Extracted data entries

use chrono::NaiveDate;
use serde::{Deserialize, Serialize};
use std::fmt;

const MINUTES_PER_HOUR: u16 = 60;
const END_OF_DAY_MINUTES: u16 = 24 * MINUTES_PER_HOUR;

/// Wall-clock time of day with minute precision, written as `HH:MM`.
///
/// `24:00` is accepted so a block can end exactly at midnight.
#[derive(Debug, Clone, Copy, PartialEq, Eq, PartialOrd, Ord, Hash, Serialize, Deserialize)]
#[serde(try_from = "String", into = "String")]
pub struct ClockTime {
    minutes: u16,
}

impl ClockTime {
    pub const MIDNIGHT: ClockTime = ClockTime { minutes: 0 };
    pub const END_OF_DAY: ClockTime = ClockTime {
        minutes: END_OF_DAY_MINUTES,
    };

    pub fn from_hm(hour: u8, minute: u8) -> Option<Self> {
        if minute > 59 || hour > 24 || (hour == 24 && minute != 0) {
            return None;
        }
        Some(Self {
            minutes: u16::from(hour) * MINUTES_PER_HOUR + u16::from(minute),
        })
    }

    pub fn on_the_hour(hour: u8) -> Option<Self> {
        Self::from_hm(hour, 0)
    }

    pub fn parse(value: &str) -> Result<Self, String> {
        let mut split = value.trim().split(':');
        let (Some(hour_str), Some(minute_str), None) = (split.next(), split.next(), split.next())
        else {
            return Err(format!("'{value}' must be HH:MM"));
        };
        if hour_str.is_empty() || hour_str.len() > 2 || minute_str.len() != 2 {
            return Err(format!("'{value}' must be HH:MM"));
        }
        let hour = hour_str
            .parse::<u8>()
            .map_err(|_| format!("'{value}' must be HH:MM"))?;
        let minute = minute_str
            .parse::<u8>()
            .map_err(|_| format!("'{value}' must be HH:MM"))?;
        Self::from_hm(hour, minute).ok_or_else(|| format!("'{value}' is not a valid time of day"))
    }

    pub fn hour(self) -> u8 {
        (self.minutes / MINUTES_PER_HOUR) as u8
    }

    pub fn minute(self) -> u8 {
        (self.minutes % MINUTES_PER_HOUR) as u8
    }

    pub fn minutes_since_midnight(self) -> u16 {
        self.minutes
    }
}

impl fmt::Display for ClockTime {
    fn fmt(&self, f: &mut fmt::Formatter<'_>) -> fmt::Result {
        write!(f, "{:02}:{:02}", self.hour(), self.minute())
    }
}

impl TryFrom<String> for ClockTime {
    type Error = String;

    fn try_from(value: String) -> Result<Self, Self::Error> {
        Self::parse(&value)
    }
}

impl From<ClockTime> for String {
    fn from(value: ClockTime) -> Self {
        value.to_string()
    }
}

#[derive(Debug, Clone, Copy, Serialize, Deserialize, PartialEq, Eq, Hash, Default)]
#[serde(rename_all = "snake_case")]
pub enum CalendarView {
    Day,
    #[default]
    Week,
    Month,
}

impl CalendarView {
    pub fn as_str(self) -> &'static str {
        match self {
            Self::Day => "day",
            Self::Week => "week",
            Self::Month => "month",
        }
    }

    pub fn parse(value: &str) -> Option<Self> {
        match value.trim().to_ascii_lowercase().as_str() {
            "day" => Some(Self::Day),
            "week" => Some(Self::Week),
            "month" => Some(Self::Month),
            _ => None,
        }
    }
}

/// Colour family a block card is drawn with.
#[derive(Debug, Clone, Copy, Serialize, Deserialize, PartialEq, Eq)]
#[serde(rename_all = "snake_case")]
pub enum CategoryTone {
    Purple,
    Emerald,
    Blue,
    Amber,
    Gray,
}

impl CategoryTone {
    pub fn for_category(category: Option<&str>) -> Self {
        match category.map(str::trim) {
            Some("Mindfulness") => Self::Purple,
            Some("Fitness") => Self::Emerald,
            Some("Work") => Self::Blue,
            Some("Learning") => Self::Amber,
            _ => Self::Gray,
        }
    }
}

#[derive(Debug, Clone, Serialize, Deserialize, PartialEq, Eq)]
pub struct TimeBlock {
    pub id: String,
    pub title: String,
    pub description: Option<String>,
    pub start_time: ClockTime,
    pub end_time: ClockTime,
    pub date: NaiveDate,
    pub category: Option<String>,
    #[serde(default)]
    pub completed: bool,
}

impl TimeBlock {
    pub fn validate(&self) -> Result<(), String> {
        validate_non_empty(&self.id, "time_block.id")?;
        validate_non_empty(&self.title, "time_block.title")?;
        validate_time_range(self.start_time, self.end_time, "time_block")
    }

    /// Whole hours between the start hour and the end hour; minutes are ignored.
    pub fn whole_hour_span(&self) -> u8 {
        self.end_time.hour().saturating_sub(self.start_time.hour())
    }

    pub fn start_hour(&self) -> u8 {
        self.start_time.hour()
    }
}

/// What the time block form hands back on submit.
#[derive(Debug, Clone, Serialize, Deserialize, PartialEq, Eq)]
pub struct TimeBlockPayload {
    pub title: String,
    pub description: Option<String>,
    pub start_time: ClockTime,
    pub end_time: ClockTime,
    pub date: NaiveDate,
    pub category: Option<String>,
    pub completed: Option<bool>,
}

impl TimeBlockPayload {
    pub fn validate(&self) -> Result<(), String> {
        validate_non_empty(&self.title, "time_block.title")?;
        validate_time_range(self.start_time, self.end_time, "time_block")
    }

    pub fn into_block(self, id: String, completed_fallback: bool) -> TimeBlock {
        TimeBlock {
            id,
            title: self.title.trim().to_string(),
            description: normalize_optional(self.description),
            start_time: self.start_time,
            end_time: self.end_time,
            date: self.date,
            category: normalize_optional(self.category),
            completed: self.completed.unwrap_or(completed_fallback),
        }
    }
}

pub const MIN_ENERGY_LEVEL: u8 = 1;
pub const MAX_ENERGY_LEVEL: u8 = 5;

#[derive(Debug, Clone, Serialize, Deserialize, PartialEq, Eq)]
pub struct EnergyLevel {
    pub date: NaiveDate,
    pub level: u8,
    #[serde(default, skip_serializing_if = "Option::is_none")]
    pub hour: Option<u8>,
}

impl EnergyLevel {
    pub fn validate(&self) -> Result<(), String> {
        if !(MIN_ENERGY_LEVEL..=MAX_ENERGY_LEVEL).contains(&self.level) {
            return Err(format!(
                "energy.level must be between {MIN_ENERGY_LEVEL} and {MAX_ENERGY_LEVEL}"
            ));
        }
        if let Some(hour) = self.hour {
            if hour > 23 {
                return Err("energy.hour must be between 0 and 23".to_string());
            }
        }
        Ok(())
    }

    pub fn key(&self) -> (NaiveDate, Option<u8>) {
        (self.date, self.hour)
    }
}

pub fn normalize_optional(value: Option<String>) -> Option<String> {
    value
        .as_deref()
        .map(str::trim)
        .filter(|value| !value.is_empty())
        .map(ToOwned::to_owned)
}

fn validate_non_empty(value: &str, field_name: &str) -> Result<(), String> {
    if value.trim().is_empty() {
        return Err(format!("{field_name} must not be empty"));
    }
    Ok(())
}

fn validate_time_range(start: ClockTime, end: ClockTime, prefix: &str) -> Result<(), String> {
    if start >= ClockTime::END_OF_DAY {
        return Err(format!("{prefix}.start_time must be before 24:00"));
    }
    if end <= start {
        return Err(format!("{prefix}.end_time must be after {prefix}.start_time"));
    }
    Ok(())
}
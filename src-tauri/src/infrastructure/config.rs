use crate::domain::models::CalendarView;
use crate::infrastructure::error::InfraError;
use chrono_tz::Tz;
use serde::{Deserialize, Serialize};
use std::collections::HashMap;
use std::fs;
use std::path::Path;

const APP_JSON: &str = "app.json";
const SUPPORTED_SCHEMA: u64 = 1;

#[derive(Debug, Clone, Serialize, Deserialize, PartialEq, Eq)]
#[serde(rename_all = "camelCase", default)]
pub struct AppConfig {
    pub app_name: String,
    pub timezone: String,
    pub default_view: CalendarView,
    pub show_completed: bool,
    pub quick_add_category: String,
    pub seed_sample_data: bool,
}

impl Default for AppConfig {
    fn default() -> Self {
        Self {
            app_name: "TimeGrid".to_string(),
            timezone: "UTC".to_string(),
            default_view: CalendarView::Week,
            show_completed: true,
            quick_add_category: "Work".to_string(),
            seed_sample_data: true,
        }
    }
}

impl AppConfig {
    pub fn time_zone(&self) -> Result<Tz, InfraError> {
        let name = self.timezone.trim();
        if name.is_empty() {
            return Ok(Tz::UTC);
        }
        name.parse::<Tz>()
            .map_err(|error| InfraError::InvalidConfig(format!("timezone '{name}': {error}")))
    }
}

fn default_files() -> HashMap<&'static str, serde_json::Value> {
    HashMap::from([(
        APP_JSON,
        serde_json::json!({
            "schema": 1,
            "appName": "TimeGrid",
            "timezone": "UTC",
            "defaultView": "week",
            "showCompleted": true,
            "quickAddCategory": "Work",
            "seedSampleData": true
        }),
    )])
}

pub fn ensure_default_configs(config_dir: &Path) -> Result<(), InfraError> {
    for (name, value) in default_files() {
        let path = config_dir.join(name);
        if !path.exists() {
            let formatted = serde_json::to_string_pretty(&value)?;
            fs::write(path, format!("{formatted}\n"))?;
        }
    }
    Ok(())
}

fn read_config(path: &Path) -> Result<serde_json::Value, InfraError> {
    let raw = fs::read_to_string(path)?;
    let parsed: serde_json::Value = serde_json::from_str(&raw)?;
    let schema = parsed
        .get("schema")
        .and_then(serde_json::Value::as_u64)
        .ok_or_else(|| InfraError::InvalidConfig(format!("missing schema in {}", path.display())))?;
    if schema != SUPPORTED_SCHEMA {
        return Err(InfraError::InvalidConfig(format!(
            "unsupported schema {} in {}",
            schema,
            path.display()
        )));
    }
    Ok(parsed)
}

pub fn load_app_config(config_dir: &Path) -> Result<AppConfig, InfraError> {
    let path = config_dir.join(APP_JSON);
    let mut raw = read_config(&path)?;
    if let Some(object) = raw.as_object_mut() {
        object.remove("schema");
    }
    let config: AppConfig = serde_json::from_value(raw)?;
    config.time_zone()?;
    Ok(config)
}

_EXERCISE_: Above are the records; report each line in them that includes the word "return".

_EXPECTED OUTPUT_:
            return None;
            return Err(format!("'{value}' must be HH:MM"));
            return Err(format!("'{value}' must be HH:MM"));
            return Err(format!(
                return Err("energy.hour must be between 0 and 23".to_string());
        return Err(format!("{field_name} must not be empty"));
        return Err(format!("{prefix}.start_time must be before 24:00"));
        return Err(format!("{prefix}.end_time must be after {prefix}.start_time"));
            return Ok(Tz::UTC);
        return Err(InfraError::InvalidConfig(format!(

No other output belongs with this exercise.